So, yeah, I’ve got Pokemon Black now. So far I’ve got some manner of doofy water-seal-clown thing, an adorably heroic dog, and a cat who appears all but worthless. I haven’t actually had much time to play it — only an hour or so — so I don’t have a great sense of what I’m looking at yet.

It occurs to me that adults who play Pokemon can basically be divided into three classes. First, you’ve got the group who only needs to play one Pokemon game every ten years or so, because that’s as long as it takes for the games to become substantially different from one another. This is the group you’ll hear decrying the games as “all the same” and “needs to innovate”.

Next, you’ve got the hardcore battlers, who need each new game for the updates they provide to the battle system. This is the kind of player who is willing to really dig in and study the numbers, and regards the main quest as mostly a prologue.

Then you’ve got people like me (or maybe just me, I have no idea) who regard the main quest as a worthwhile endeavor in and of itself. I acknowledge that Pokemon doesn’t radically reinvent itself with each new game… but I don’t think it necessarily needs to. In addition, I think it’s fallacious to argue that the games are “all the same”. They’re similar within their basic framework, yes… but within the series you’ve got some casts that are better than others, some stories that are better than others, some regional Pokedexes that are better than others, some world design that’s better than others (both aesthetically and in terms of being fun to negotiate — Hoenn is famously strong on the former but weak on the latter), some battles that are better than others. It does each generation a disservice to tar them with the same brush — you might as well criticize Mario for jumping and saving princesses.

The problem as far as this blog is concerned is that you really have to be a ways into the game before you can speak with authority with regards to aspects like the game’s type balance and leveling curve, so it’ll be a while before I can really register my thoughts. Right now it’s just “Welp, I’ve got rivals, a starting Pokemon, and some weak trash Pokemon that will be in my PC within five hours.” Not the most compelling writing in the world, for sure.


2 Responses to “Pokemon!”

  1. 1 PapillonReel May 14, 2011 at 3:08 am

    For what it’s worth, I felt the game really handled the balancing curve pretty well, especially w/r/t how they introduce the Pokémon types – the way they introduced the various types was very deliberate and well-thought-out this time around.

    Oh, uh, SPOILERS for the following paragraphs by the way. Just in case you want to keep yourself completely blind for your first play.

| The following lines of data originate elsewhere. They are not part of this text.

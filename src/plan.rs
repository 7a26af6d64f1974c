//! File plan builder — expands a (year, months) request into the expected
//! remote/local file pairs, one per calendar day.

use std::path::{Path, PathBuf};

use anyhow::{Context, Result};
use chrono::NaiveDate;

/// One (remote file, local file) pair for a single calendar day.
///
/// Immutable after construction. `rel_path` is the archive-relative form
/// shared by both sides and is the identifier reported in the run summary.
#[derive(Debug, Clone)]
pub struct DownloadTarget {
    pub remote_url: String,
    pub local_path: PathBuf,
    pub rel_path: String,
    pub year: String,
    pub month: String,
    pub day: String,
}

/// Number of days in a (year, month), with standard leap-year rules.
pub fn days_in_month(year: &str, month: &str) -> Result<u32> {
    let year: i32 = year
        .parse()
        .with_context(|| format!("Invalid year token {:?}", year))?;
    let month: u32 = month
        .parse()
        .with_context(|| format!("Invalid month token {:?}", month))?;
    let first = NaiveDate::from_ymd_opt(year, month, 1)
        .with_context(|| format!("No such calendar month: {}-{:02}", year, month))?;
    let next = if month == 12 {
        NaiveDate::from_ymd_opt(year + 1, 1, 1)
    } else {
        NaiveDate::from_ymd_opt(year, month + 1, 1)
    }
    .context("Calendar overflow computing month length")?;
    Ok(next.signed_duration_since(first).num_days() as u32)
}

/// Enumerate the expected targets for `year` across `months`, creating the
/// local directory for each (year, month) before returning its targets.
///
/// The remote directory is `cmorph_v1.0/...` while the local tree uses only
/// `v1.0/...`: the `cmorph` level already exists in the local data root.
pub fn build_plan(
    year: &str,
    months: &[String],
    data_dir: &Path,
    base_url: &str,
) -> Result<Vec<DownloadTarget>> {
    let mut plan = Vec::new();
    for month in months {
        let month_dir = data_dir
            .join("v1.0")
            .join("30min")
            .join("8km")
            .join(year)
            .join(month);
        std::fs::create_dir_all(&month_dir)
            .with_context(|| format!("Failed to create {}", month_dir.display()))?;

        let last_day = days_in_month(year, month)?;
        for day in 1..=last_day {
            let day = format!("{:02}", day);
            let rel_path = format!(
                "v1.0/30min/8km/{year}/{month}/CMORPH_V1.0_ADJ_8km-30min_{year}{month}{day}00.nc"
            );
            plan.push(DownloadTarget {
                remote_url: format!("{}cmorph_{}", base_url, rel_path),
                local_path: month_dir.join(format!(
                    "CMORPH_V1.0_ADJ_8km-30min_{year}{month}{day}00.nc"
                )),
                rel_path,
                year: year.to_string(),
                month: month.clone(),
                day,
            });
        }
    }
    Ok(plan)
}
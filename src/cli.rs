use clap::Parser;

/// Retrieve CMORPH v1.0 netcdf files from the RDA server
/// (https://rda.ucar.edu/data/ds502.2/), one file per calendar day.
#[derive(Parser, Debug)]
#[command(name = "cmorph-sync", about = "Download and update a local CMORPH v1.0 mirror")]
pub struct Cli {
    /// Year to process (4 digits)
    #[arg(short = 'y', long)]
    pub year: String,

    /// Month(s) to process as two-digit tokens, e.g. -m 02 -m 03.
    /// All twelve months when omitted.
    #[arg(short = 'm', long = "month")]
    pub months: Vec<String>,

    /// Email address of the RDA account.
    /// The account password is read from the RDAPSWD environment variable.
    #[arg(short = 'u', long)]
    pub user: String,

    /// Print debug information
    #[arg(short = 'd', long)]
    pub debug: bool,
}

    B/W start you off with the usual Fire/Water/Grass as usual – this covers the rock-paper-scissors nature of the elemental types and sets up the basic framework for what’s to come. The first type you find after the starters are all Normal-type, establishing them as the baseline; none of the trio hits it SE, and Normal doesn’t hit them back. Then the game introduces Psychic- and Dark-types, establishing Dark’s dominance over it as well as Psychic’s all-around neutrality. Then you catch an Electric-type and Flying-type in the same go, both of which tie back to your starters in a big way – Electric is strong against Water and Flying and resisted by Grass, while Flying hits Grass-types hard, After that you catch Rock- and Ground-types, which are strong against Fire, and then Fighting-types (which prove that Normals DO have a weakness after all, as well as completing the trio with Psychic and Dark).

    And so it goes down the line, the game introducing one or two new types with each area and using prior knowledge a player will have picked up to let you deduce their weaknesses and resists. And once you’ve covered more than half the chart? The game then starts throwing dual-types at you, and the learning curve starts anew. It’s a little different from earlier games in the series, where, while they did a curve somewhere along those lines, it never really was as defined as it is in B/W. The fact that the regional dex this time around is ridiculously diverse doesn’t help either; no single type dominates and every one has a good Pokémon or interesting dual-type going for it.

    Anyway, go post in the PokéChat threads. Your presence has been sorely missed!

  2. 2 PapillonReel May 14, 2011 at 3:12 am

    “The fact that the regional dex this time around is ridiculously diverse doesn’t help either; no single type dominates and every one has a good Pokémon or interesting dual-type going for it.”

    How the hell did that “doesn’t” get in there? Ugh, lern 2 grammar, Pappy.